- **WHAT THE EXERCISE ASKS**
Wherever the string "struct" appears in the records, return the line that holds it.
────────────────
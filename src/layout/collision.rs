use std::collections::HashMap;

use eframe::egui::{Rect, Vec2, vec2};
use serde::Serialize;
use tracing::trace;

use super::LayoutNode;
use crate::config::CollisionConfig;

#[derive(Default)]
pub(super) struct CollisionScratch {
    buckets: HashMap<(i32, i32), Vec<usize>>,
    half_sizes: Vec<Vec2>,
}

#[derive(Clone, Copy, Debug, Default, PartialEq, Eq, Serialize)]
pub struct CollisionReport {
    pub iterations: usize,
    pub converged: bool,
    pub residual_overlaps: usize,
}

fn bucket_of(position: Vec2, bucket_size: f32) -> (i32, i32) {
    (
        (position.x / bucket_size).floor() as i32,
        (position.y / bucket_size).floor() as i32,
    )
}

// Unit vector from `a` toward `b`; coincident pairs get a stable pseudo-random heading.
fn separation_direction(delta: Vec2, distance: f32, from: usize, to: usize) -> Vec2 {
    if distance > 0.0001 {
        delta / distance
    } else {
        let angle = ((from as f32) * 0.618_034 + (to as f32) * 0.414_214) * std::f32::consts::TAU;
        vec2(angle.cos(), angle.sin())
    }
}

/// Keeps a node inside `bounds`, inset by its half-size; nodes wider than the cell are centered.
pub(super) fn clamp_into(position: Vec2, half: Vec2, bounds: Rect) -> Vec2 {
    let axis = |value: f32, lo: f32, hi: f32| {
        if lo > hi {
            (lo + hi) / 2.0
        } else {
            value.clamp(lo, hi)
        }
    };
    vec2(
        axis(position.x, bounds.min.x + half.x, bounds.max.x - half.x),
        axis(position.y, bounds.min.y + half.y, bounds.max.y - half.y),
    )
}

fn clamp_all(nodes: &mut [LayoutNode], half_sizes: &[Vec2], bounds: &[Rect]) {
    for ((node, half), cell) in nodes.iter_mut().zip(half_sizes).zip(bounds) {
        node.world_pos = clamp_into(node.world_pos, *half, *cell);
    }
}

fn rebuild_buckets(scratch: &mut CollisionScratch, nodes: &[LayoutNode], bucket_size: f32) {
    for bucket in scratch.buckets.values_mut() {
        bucket.clear();
    }
    for (index, node) in nodes.iter().enumerate() {
        scratch
            .buckets
            .entry(bucket_of(node.world_pos, bucket_size))
            .or_default()
            .push(index);
    }
}

/// Soft overlap relaxation over a uniform spatial hash, clamping into `bounds` after every pass.
///
/// `bounds[i]` is the cell rect of `nodes[i]`. Pairs are pushed apart by `damping` of their
/// overlap per pass; partial overlap after the iteration cap is accepted.
pub(super) fn resolve_collisions(
    nodes: &mut [LayoutNode],
    bounds: &[Rect],
    config: &CollisionConfig,
    scratch: &mut CollisionScratch,
) -> CollisionReport {
    let mut report = CollisionReport::default();
    if nodes.is_empty() {
        report.converged = true;
        return report;
    }

    let fallback = config.fallback_node_size;
    scratch.half_sizes.clear();
    scratch.half_sizes.extend(nodes.iter().map(|node| {
        vec2(
            if node.size.x > 0.0 { node.size.x } else { fallback },
            if node.size.y > 0.0 { node.size.y } else { fallback },
        ) / 2.0
    }));
    let max_width = scratch
        .half_sizes
        .iter()
        .map(|half| half.x * 2.0)
        .fold(0.0_f32, f32::max);
    let bucket_size = (max_width + config.padding).max(1.0);

    for iteration in 0..config.iterations {
        rebuild_buckets(scratch, nodes, bucket_size);
        let mut moved = false;

        for from in 0..nodes.len() {
            let (gx, gy) = bucket_of(nodes[from].world_pos, bucket_size);
            for dx in -1..=1 {
                for dy in -1..=1 {
                    let Some(bucket) = scratch.buckets.get(&(gx + dx, gy + dy)) else {
                        continue;
                    };
                    for &to in bucket {
                        if to <= from {
                            continue;
                        }

                        let delta = nodes[to].world_pos - nodes[from].world_pos;
                        let distance = delta.length();
                        let min_distance = scratch.half_sizes[from].x
                            + scratch.half_sizes[to].x
                            + config.padding;
                        if distance >= min_distance {
                            continue;
                        }

                        let direction = separation_direction(delta, distance, from, to);
                        let push = (min_distance - distance) * config.damping;
                        nodes[from].world_pos -= direction * push;
                        nodes[to].world_pos += direction * push;
                        if push > config.movement_epsilon {
                            moved = true;
                        }
                    }
                }
            }
        }

        clamp_all(nodes, &scratch.half_sizes, bounds);

        report.iterations = iteration + 1;
        trace!(iteration, moved, "collision pass");
        if !moved {
            report.converged = true;
            break;
        }
    }

    if config.iterations == 0 {
        clamp_all(nodes, &scratch.half_sizes, bounds);
    }

    report.residual_overlaps = count_overlaps(nodes, scratch, bucket_size, config.padding);
    report
}

fn count_overlaps(
    nodes: &[LayoutNode],
    scratch: &mut CollisionScratch,
    bucket_size: f32,
    padding: f32,
) -> usize {
    rebuild_buckets(scratch, nodes, bucket_size);
    let mut overlaps = 0;
    for (from, node) in nodes.iter().enumerate() {
        let (gx, gy) = bucket_of(node.world_pos, bucket_size);
        for dx in -1..=1 {
            for dy in -1..=1 {
                let Some(bucket) = scratch.buckets.get(&(gx + dx, gy + dy)) else {
                    continue;
                };
                overlaps += bucket
                    .iter()
                    .filter(|&&to| to > from)
                    .filter(|&&to| {
                        let min_distance = scratch.half_sizes[from].x
                            + scratch.half_sizes[to].x
                            + padding;
                        (nodes[to].world_pos - node.world_pos).length() < min_distance - 0.5
                    })
                    .count();
            }
        }
    }
    overlaps
}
────────────────
- **RESPONSE FOR THIS EXERCISE**
pub(super) struct CollisionScratch {
pub struct CollisionReport {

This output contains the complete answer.